**Exercise aim:**
Starting at the first line of the data below, write out each line exactly until you reach the line containing "use std::collections::BTreeSet;", and include that line too.

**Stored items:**
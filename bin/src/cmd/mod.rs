//! CLI subcommand modules.
//!
//! This module contains the implementations for all barometer CLI subcommands.

pub(crate) mod components;
pub(crate) mod migrate;
pub(crate) mod status;
pub(crate) mod update;

use barometer::store::FIELD_NAMES;
use barometer::{HistoryRecord, IndexKind};

/// Print one record, composites first.
pub(crate) fn print_record(record: &HistoryRecord) {
    println!("Date: {}", record.date());
    println!("{}", "-".repeat(40));
    for (i, field) in FIELD_NAMES.iter().enumerate() {
        if i == IndexKind::ALL.len() {
            println!();
        }
        match record.get(field) {
            Some(value) => println!("  {field:20} {value:>12.4}"),
            None => println!("  {field:20} {:>12}", "-"),
        }
    }
    println!();
}
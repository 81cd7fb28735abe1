//! Update command implementation.

use std::collections::BTreeSet;

use anyhow::Result;
use barometer::pipeline::to_record;
use barometer::{Pipeline, PipelineConfig};
use tracing::info;

use super::print_record;

/// Run the daily update, or only print the snapshot on a dry run.
pub(crate) async fn run_update(config: PipelineConfig, dry_run: bool) -> Result<()> {
    let today = chrono::Local::now().date_naive();
    info!(config = ?config, "starting update");
    let pipeline = Pipeline::from_config(config)?;

    if dry_run {
        let (snapshot, dropped) = pipeline.snapshot(today).await?;
        report_dropped(&dropped);
        print_record(&to_record(&snapshot));
        println!("Dry run: artifact not written.");
        return Ok(());
    }

    let report = pipeline.run(today).await?;
    report_dropped(&report.dropped);
    print_record(&report.record);
    println!(
        "{:?} record for {} in {} ({} records)",
        report.outcome,
        report.record.date(),
        pipeline.config().artifact_path.display(),
        report.history_len
    );
    Ok(())
}

fn report_dropped(dropped: &BTreeSet<String>) {
    if !dropped.is_empty() {
        let names: Vec<&str> = dropped.iter().map(String::as_str).collect();
        println!("Degraded: {} unavailable\n", names.join(", "));
    }
}
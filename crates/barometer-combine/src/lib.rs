//! Composite index construction for barometer.
//!
//! This crate combines scored components into the five composite indices.
//! Two combination strategies implement the [`Combiner`] trait: an
//! equal-weighted mean and a fixed-weight average. [`IndexComposer`] applies
//! one formula per index, degrading composites whose non-critical inputs were
//! absent, and [`ScoreFrame::latest`] extracts the most recent fully defined
//! row.
//!
//! # Examples
//!
//! ```rust,no_run
//! use barometer_combine::{Combiner, EqualWeightCombiner, ScoreColumn};
//!
//! let combiner = EqualWeightCombiner::new();
//! let columns = vec![
//!     ScoreColumn::from_options("z_coppergold", &[Some(0.5), Some(-0.2)]),
//!     ScoreColumn::from_options("z_betavol", &[Some(-0.3), Some(0.8)]),
//! ];
//!
//! let composite = combiner.combine(&columns).unwrap();
//! ```

mod combiner;
mod composer;
mod equal_weight;
mod fixed_weight;

// Re-export main types
pub use combiner::{Combiner, ScoreColumn, to_options};
pub use composer::{
    CompositeSpec, IndexComposer, ScoreFrame, Snapshot, Weighting, default_composites,
};
pub use equal_weight::EqualWeightCombiner;
pub use fixed_weight::{FixedWeightCombiner, FixedWeightConfig};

**Solution to the problem:**
filename bin/src/cmd/mod.rs
//! CLI subcommand modules.
//!
//! This module contains the implementations for all barometer CLI subcommands.

pub(crate) mod components;
pub(crate) mod migrate;
pub(crate) mod status;
pub(crate) mod update;

use barometer::store::FIELD_NAMES;
use barometer::{HistoryRecord, IndexKind};

/// Print one record, composites first.
pub(crate) fn print_record(record: &HistoryRecord) {
    println!("Date: {}", record.date());
    println!("{}", "-".repeat(40));
    for (i, field) in FIELD_NAMES.iter().enumerate() {
        if i == IndexKind::ALL.len() {
            println!();
        }
        match record.get(field) {
            Some(value) => println!("  {field:20} {value:>12.4}"),
            None => println!("  {field:20} {:>12}", "-"),
        }
    }
    println!();
}
repository 81cd7fb28735abe1
//! Update command implementation.

use std::collections::BTreeSet;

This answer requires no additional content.